Foi numa noite dessas que resolveu convidar seu novo amigo, que o acompanhava numa boite, para uma conversa num lugar reservado. Todas as garotas ali conheciam-no. Sempre amável, ele era carinhosamente chamado de Duque. Sentaram numa das mesas reservadas aos casais mais apaixonados. De fato, havia muito deles ao redor. Nem ele nem seu amigo se importaram, afinal, sabiam como eram essas coisas.
Você me diz que conhece Berlim há pouco tempo? Perguntou Duque. Sim, realmente estou há pouco tempo aqui... Mas estou adorando, é um lugar incrível, disse. Sabe, Berlim e apaixonadamente decadente; por isso adoro viver aqui. Duque acende um charuto e traga longamente. Eu estou a trabalho, mas não consigo parar de andar por aí, ele disse. “Poupe seu tempo e gaste-o com o que a vida tem de melhor”, assim dizia meu velho pai. Permita-me uma pergunta, disse. Você não é alemão? Duque respondeu: Não, sou britânico, mas estou há tanto tempo aqui que já sou quase um deles. Eu fiquei impressionado com sua elegância, tenho que te confessar. Duque sorriu levemente e sugeriu que pedissem uma bebida.

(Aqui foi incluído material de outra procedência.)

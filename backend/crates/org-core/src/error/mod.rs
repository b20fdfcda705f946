use std::panic::Location;
use std::result::Result as StdResult;

use error_location::ErrorLocation;
use thiserror::Error;
use uuid::Uuid;

#[derive(Error, Debug)]
pub enum CoreError {
    #[error("Invalid node role: {value} {location}")]
    InvalidNodeRole {
        value: String,
        location: ErrorLocation,
    },
}

/// Failures surfaced by the hierarchy engine.
///
/// `SelfReference`, `CycleDetected` and `ParentNotFound` are ordinary
/// refusals. `UnexpectedCycle` means stored data already violates the
/// acyclic invariant and is reported apart from them.
#[derive(Error, Debug)]
pub enum HierarchyError {
    #[error("Node {node_id} cannot be its own manager {location}")]
    SelfReference {
        node_id: Uuid,
        location: ErrorLocation,
    },

    #[error(
        "Cannot assign {candidate_parent_id} as manager of {node_id}: \
         candidate parent is a descendant of the target {location}"
    )]
    CycleDetected {
        node_id: Uuid,
        candidate_parent_id: Uuid,
        location: ErrorLocation,
    },

    #[error("Parent node not found: {parent_id} {location}")]
    ParentNotFound {
        parent_id: Uuid,
        location: ErrorLocation,
    },

    #[error("Node not found: {node_id} {location}")]
    NodeNotFound {
        node_id: Uuid,
        location: ErrorLocation,
    },

    #[error("Hierarchy data is corrupt: parent chain loops through node {node_id} {location}")]
    UnexpectedCycle {
        node_id: Uuid,
        location: ErrorLocation,
    },

    #[error("Node store unavailable: {message} {location}")]
    StoreUnavailable {
        message: String,
        location: ErrorLocation,
    },

    #[error("Actor {actor_id} may not change the hierarchy {location}")]
    Unauthorized {
        actor_id: Uuid,
        location: ErrorLocation,
    },

    #[error(
        "Hierarchy changed concurrently (expected revision {expected}, found {actual}) {location}"
    )]
    ConcurrentModification {
        expected: u64,
        actual: u64,
        location: ErrorLocation,
    },

    #[error("Bulk selection of {size} nodes exceeds the limit of {max} {location}")]
    BatchTooLarge {
        size: usize,
        max: usize,
        location: ErrorLocation,
    },
}

impl HierarchyError {
    /// Stable machine-readable code for callers and UIs.
    pub fn error_code(&self) -> &'static str {
        match self {
            Self::SelfReference { .. } => "SELF_REFERENCE",
            Self::CycleDetected { .. } => "CYCLE_DETECTED",
            Self::ParentNotFound { .. } => "PARENT_NOT_FOUND",
            Self::NodeNotFound { .. } => "NODE_NOT_FOUND",
            Self::UnexpectedCycle { .. } => "UNEXPECTED_CYCLE",
            Self::StoreUnavailable { .. } => "STORE_UNAVAILABLE",
            Self::Unauthorized { .. } => "UNAUTHORIZED",
            Self::ConcurrentModification { .. } => "CONCURRENT_MODIFICATION",
            Self::BatchTooLarge { .. } => "BATCH_TOO_LARGE",
        }
    }

    /// True for the expected refusals of a reparenting request.
    pub fn is_validation(&self) -> bool {
        matches!(
            self,
            Self::SelfReference { .. } | Self::CycleDetected { .. } | Self::ParentNotFound { .. }
        )
    }
}

/// Errors raised at the node store and work-item source boundary.
#[derive(Error, Debug)]
pub enum StoreError {
    #[error("Store unavailable: {message} {location}")]
    Unavailable {
        message: String,
        location: ErrorLocation,
    },

    #[error("Revision conflict: expected {expected}, found {actual} {location}")]
    Conflict {
        expected: u64,
        actual: u64,
        location: ErrorLocation,
    },

    #[error("Node {node_id} does not exist in the store {location}")]
    NotFound {
        node_id: Uuid,
        location: ErrorLocation,
    },

    #[error("Corrupt record: {message} {location}")]
    Corrupt {
        message: String,
        location: ErrorLocation,
    },
}

impl StoreError {
    #[track_caller]
    pub fn unavailable<S: Into<String>>(message: S) -> Self {
        Self::Unavailable {
            message: message.into(),
            location: ErrorLocation::from(Location::caller()),
        }
    }

    #[track_caller]
    pub fn corrupt<S: Into<String>>(message: S) -> Self {
        Self::Corrupt {
            message: message.into(),
            location: ErrorLocation::from(Location::caller()),
        }
    }
}

impl From<StoreError> for HierarchyError {
    #[track_caller]
    fn from(source: StoreError) -> Self {
        let location = ErrorLocation::from(Location::caller());
        match source {
            StoreError::Conflict {
                expected, actual, ..
            } => Self::ConcurrentModification {
                expected,
                actual,
                location,
            },
            StoreError::NotFound { node_id, .. } => Self::NodeNotFound { node_id, location },
            other => Self::StoreUnavailable {
                message: other.to_string(),
                location,
            },
        }
    }
}

pub type Result<T> = StdResult<T, CoreError>;
pub type HierarchyResult<T> = StdResult<T, HierarchyError>;
pub type StoreResult<T> = StdResult<T, StoreError>;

A conversa foi se alongando, alongando e logo os dois estavam muito à vontade, sorrindo, se olhando e se admirando. Duque então usou sua diplomacia e desvencilhou uma garota que se aproximara dele. Com muita classe ele a fez perceber que, naquela noite, o Americano boa pinta tinha dono.
Assim, quando os ponteiros se alinharam e avisaram que era quatro da madrugada, Duque sugeriu continuarem o papo em seu apartamento, que ficava próximo, em Shonberg. Ele aceitou, como aceitaria qualquer companhia naquela noite.

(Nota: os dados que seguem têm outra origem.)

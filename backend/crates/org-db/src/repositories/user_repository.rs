use crate::{DbError, error::Result as DbErrorResult};

use org_core::{Node, NodeRole};

use std::str::FromStr;

use chrono::Utc;
use uuid::Uuid;

/// Raw `users` row; ids and role are stored as text.
#[derive(Debug, sqlx::FromRow)]
struct UserRow {
    id: String,
    display_name: String,
    email: String,
    phone: Option<String>,
    role: String,
    manager_id: Option<String>,
}

impl TryFrom<UserRow> for Node {
    type Error = DbError;

    fn try_from(row: UserRow) -> Result<Self, Self::Error> {
        let id = Uuid::parse_str(&row.id)
            .map_err(|e| DbError::invalid_row("users", format!("bad id {}: {}", row.id, e)))?;
        let role = NodeRole::from_str(&row.role)
            .map_err(|e| DbError::invalid_row("users", format!("user {}: {}", id, e)))?;
        let parent_id = row
            .manager_id
            .as_deref()
            .map(Uuid::parse_str)
            .transpose()
            .map_err(|e| {
                DbError::invalid_row("users", format!("user {} has bad manager_id: {}", id, e))
            })?;

        Ok(Node {
            id,
            display_name: row.display_name,
            email: row.email,
            phone: row.phone,
            role,
            parent_id,
        })
    }
}

const SELECT_USER: &str = r#"
    SELECT id, display_name, email, phone, role, manager_id
    FROM users
"#;

pub struct UserRepository;

impl UserRepository {
    pub async fn create<'e, E>(executor: E, node: &Node) -> DbErrorResult<()>
    where
        E: sqlx::Executor<'e, Database = sqlx::Sqlite>,
    {
        let now = Utc::now().timestamp();

        sqlx::query(
            r#"
                INSERT INTO users (
                    id, display_name, email, phone, role, manager_id, created_at, updated_at
                ) VALUES (?, ?, ?, ?, ?, ?, ?, ?)
            "#,
        )
        .bind(node.id.to_string())
        .bind(&node.display_name)
        .bind(&node.email)
        .bind(&node.phone)
        .bind(node.role.as_str())
        .bind(node.parent_id.map(|id| id.to_string()))
        .bind(now)
        .bind(now)
        .execute(executor)
        .await?;

        Ok(())
    }

    pub async fn find_by_id<'e, E>(executor: E, id: Uuid) -> DbErrorResult<Option<Node>>
    where
        E: sqlx::Executor<'e, Database = sqlx::Sqlite>,
    {
        let sql = format!("{SELECT_USER} WHERE id = ?");
        let row = sqlx::query_as::<_, UserRow>(&sql)
            .bind(id.to_string())
            .fetch_optional(executor)
            .await?;

        row.map(Node::try_from).transpose()
    }

    pub async fn find_all<'e, E>(executor: E) -> DbErrorResult<Vec<Node>>
    where
        E: sqlx::Executor<'e, Database = sqlx::Sqlite>,
    {
        let sql = format!("{SELECT_USER} ORDER BY display_name, id");
        let rows = sqlx::query_as::<_, UserRow>(&sql)
            .fetch_all(executor)
            .await?;

        rows.into_iter().map(Node::try_from).collect()
    }

    /// Point `id` at `manager_id`. Returns the number of rows touched (0 or 1).
    pub async fn update_manager<'e, E>(
        executor: E,
        id: Uuid,
        manager_id: Uuid,
    ) -> DbErrorResult<u64>
    where
        E: sqlx::Executor<'e, Database = sqlx::Sqlite>,
    {
        let result = sqlx::query(
            r#"
                UPDATE users
                SET manager_id = ?, updated_at = ?
                WHERE id = ?
            "#,
        )
        .bind(manager_id.to_string())
        .bind(Utc::now().timestamp())
        .bind(id.to_string())
        .execute(executor)
        .await?;

        Ok(result.rows_affected())
    }

    /// Clear the manager of `id`. Touches nothing when it already has none.
    pub async fn clear_manager<'e, E>(executor: E, id: Uuid) -> DbErrorResult<u64>
    where
        E: sqlx::Executor<'e, Database = sqlx::Sqlite>,
    {
        let result = sqlx::query(
            r#"
                UPDATE users
                SET manager_id = NULL, updated_at = ?
                WHERE id = ? AND manager_id IS NOT NULL
            "#,
        )
        .bind(Utc::now().timestamp())
        .bind(id.to_string())
        .execute(executor)
        .await?;

        Ok(result.rows_affected())
    }
}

Chegando ao apartamento de seu novo amigo, logo ele percebeu que Duque se tratava de um grande artista. Quadros emoldurados enfeitavam uma sala ampla e bem arruda, cercade de móveis modernos, que contrastavam com seu estilo retrô de se vestir. Eu conheço esse artista! Afirmou ele a Duque. É um grande artista local... Já sei: Heckel, não? Disse-lhe sem deixar o amigo terminar sua frase. Exatamente, disse Duque. Vejo que meu amigo americano esteve visatando galerias de artes nos últimos tempos aqui em Berlim. Sim. Esses quadros são seus? Perguntou a Duque. Sim, são meus... Mas, eu não sou um grande artista, quisera ser pelo menos um grande conquistador. Duque riu e lhe ofereceu uma bebida.
Depois, como num passe de mágica, se viu dançando ao som de Billie Holliday. E a última lembrança que ele tem dessa noite foi que estava deitado numa cama enorme, toda branca, e na sua frente uma luz muito forte delineava a silhueta de um homem, que estava nú, com um chapéu meio caido de um lado da cabeça, e com um bastão forrado de esmeraldas, que brilhavam refletindo sua luz no teto do quarto.
As lembranças dessa noite não o perturbaram a ponto de se sentir mal com o que aconteceu. Estava em Berlim a trabalho, mas tudo poderia acontecer.